Adrian Sudbury meets Prime Minister Gordon Brown in the House of Commons _320
Introduction
"How long would I have lived if I hadn't driven myself into hospital?" I asked.
"Maybe about another two or three weeks, it's hard to tell," my consultant replied.
That revelation was like a slap in the face. Everything else that was swirling around my mind; being a cancer patient, the length of time I would be in hospital, chemotherapy and its awful side effects, the fear of not achieving remission, all collapsed into a single moment of clarity - there was no choice but to start treatment.
That meeting took place in early December between my consultant, girlfriend Poppy, my parents and sister.
On reflection the early days were overwhelming. I was a fit and healthy 25-year-old, who doesn't smoke, has no history of cancer in the family and has a job I like. It was hard to understand why all this was happening and to comprehend the difficult times that lay ahead.
More bad news
The chemotherapy seemed to be going well but then my doctors got a letter from the genetics laboratory.
Prior to treatment a sample of my bone marrow was taken from the back of my pelvis. If you lean forward and put your hands just above your waist, the slight bony lumps either side of the spine, is where they tend to take it from.
This is sent away for thorough genetic analysis. The bad news for me was the tests showed I had a second type of chronic leukaemia.
In an earlier blog I described that my diagnosis took quite some time. This was why. Under the microscope I had indications of both Acute Myeloid Leukaemia (AML) and a chronic type too. At the time, the conclusion was that a chronic leukaemia had evolved into an acute one.

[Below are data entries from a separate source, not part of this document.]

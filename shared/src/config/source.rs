//! File-backed settings with change notification.
//!
//! `FileConfigSource` re-reads its document on a fixed cadence (and on
//! `SIGHUP` where available) and publishes a new revision through a
//! `tokio::sync::watch` channel whenever the file content changed. A revision
//! carries either the parsed settings or the error that prevented parsing, so
//! subscribers can report rejected updates.

use std::path::{Path, PathBuf};
use std::sync::{Arc, Mutex, PoisonError};
use std::time::Duration;
use tokio::sync::watch;
use tokio::task::JoinHandle;
use tokio_util::sync::CancellationToken;

use super::{ConfigError, ConfigurationSettings};

/// One published state of the settings document.
#[derive(Debug, Clone, PartialEq)]
pub struct ConfigRevision {
    /// Monotonic revision number, starting at 1 for the initial load.
    pub revision: u64,
    /// Parsed settings, or why the document could not be parsed.
    pub settings: Result<ConfigurationSettings, ConfigError>,
}

/// Settings document on disk, watched for changes.
#[derive(Debug)]
pub struct FileConfigSource {
    path: PathBuf,
    poll_interval: Duration,
    tx: watch::Sender<ConfigRevision>,
    last_content: Mutex<String>,
}

impl FileConfigSource {
    /// Loads the document at `path`.
    ///
    /// # Errors
    ///
    /// Returns an error if the file cannot be read or parsed. The initial
    /// load is fail-fast; later changes are published as failed revisions.
    pub async fn load(path: impl Into<PathBuf>, poll_interval: Duration) -> Result<Self, ConfigError> {
        let path = path.into();
        let content = read(&path).await?;
        let settings = ConfigurationSettings::from_json(&content)?;

        let (tx, _rx) = watch::channel(ConfigRevision {
            revision: 1,
            settings: Ok(settings),
        });

        tracing::info!(path = %path.display(), "Loaded settings document");

        Ok(Self {
            path,
            poll_interval,
            tx,
            last_content: Mutex::new(content),
        })
    }

    /// Path of the watched document.
    #[must_use]
    pub fn path(&self) -> &Path {
        &self.path
    }

    /// The latest revision.
    #[must_use]
    pub fn current(&self) -> ConfigRevision {
        self.tx.borrow().clone()
    }

    /// Subscribes to revisions. The returned receiver has already seen the current one.
    #[must_use]
    pub fn subscribe(&self) -> watch::Receiver<ConfigRevision> {
        self.tx.subscribe()
    }

    /// Re-reads the document and publishes a revision if its content changed.
    ///
    /// Returns true if a revision was published.
    pub async fn refresh(&self) -> bool {
        let content = match read(&self.path).await {
            Ok(content) => content,
            Err(e) => {
                tracing::warn!(path = %self.path.display(), error = %e, "Failed to re-read settings document");
                return false;
            }
        };

        {
            let mut last = self.last_content.lock().unwrap_or_else(PoisonError::into_inner);
            if *last == content {
                return false;
            }
            last.clone_from(&content);
        }

        let settings = ConfigurationSettings::from_json(&content);
        self.tx.send_modify(|current| {
            current.revision += 1;
            current.settings = settings;
        });
        tracing::info!(
            path = %self.path.display(),
            revision = self.tx.borrow().revision,
            "Settings document changed"
        );
        true
    }

    /// Watches the document until `token` is cancelled.
    pub fn spawn(self: Arc<Self>, token: CancellationToken) -> JoinHandle<()> {
        tokio::spawn(async move {
            let mut ticker = tokio::time::interval(self.poll_interval);
            ticker.set_missed_tick_behavior(tokio::time::MissedTickBehavior::Skip);
            ticker.tick().await;

            let mut hangup = Hangup::install();

            loop {
                tokio::select! {
                    () = token.cancelled() => break,
                    _ = ticker.tick() => {}
                    () = hangup.recv() => {
                        tracing::info!("SIGHUP received, re-reading settings document");
                    }
                }
                self.refresh().await;
            }

            tracing::debug!("Settings watcher stopped");
        })
    }
}

async fn read(path: &Path) -> Result<String, ConfigError> {
    tokio::fs::read_to_string(path)
        .await
        .map_err(|e| ConfigError::Io(format!("{}: {e}", path.display())))
}

struct Hangup {
    #[cfg(unix)]
    signal: Option<tokio::signal::unix::Signal>,
}

impl Hangup {
    #[cfg(unix)]
    fn install() -> Self {
        use tokio::signal::unix::{signal, SignalKind};

        match signal(SignalKind::hangup()) {
            Ok(signal) => Self {
                signal: Some(signal),
            },
            Err(e) => {
                tracing::warn!(error = %e, "Failed to install SIGHUP handler");
                Self { signal: None }
            }
        }
    }

    #[cfg(not(unix))]
    fn install() -> Self {
        Self {}
    }

    #[cfg(unix)]
    async fn recv(&mut self) {
        match self.signal.as_mut() {
            Some(signal) => {
                if signal.recv().await.is_none() {
                    self.signal = None;
                    std::future::pending::<()>().await;
                }
            }
            None => std::future::pending().await,
        }
    }

    #[cfg(not(unix))]
    async fn recv(&mut self) {
        std::future::pending().await
    }
}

These results showed both were working at the same time.
My consultant, who is a world expert, trawled through all the medical literature and could find no one with the condition. He later got in touch with his global counterparts and heard that there maybe five patients with a similar condition in Germany but that nothing had been reported officially.
As such, he said he could no longer offer me an accurate prognosis but was keen to push on with treatment. The concern now was whether the two types of leukaemia were interacting and if so how. The belief was they probably were and that the chronic form, which could have been grumbling on for years, finally triggered the acute outbreak.
The chronic problem, as illustrated below, is occurring further back in the marrow, around the level of one of the stem cells from which the other cells originate.
Chemotherapy may or may not wipe out these earlier cells. Just how much of a problem they were remained to be seen. But the good news was that if the chronic cells were limited in their abnormality then they could be managed with a new drug called Glivec.
This drug has been hugely successful in treating Chronic Myeloid Leukaemia (CML). It works by inhibiting the effects of the mutated cells and seems to be effective for many years.
The plan was to crack on with the chemotherapy, achieve remission and then monitor the chronic problem. If it became an issue then treat with Glivec.
Needless to say being diagnosed with two types of leukaemia was a bit of a blow yet bizarrely my ego was purring at potentially being a sort of 'world first'. If only it had been in something slightly less life threatening.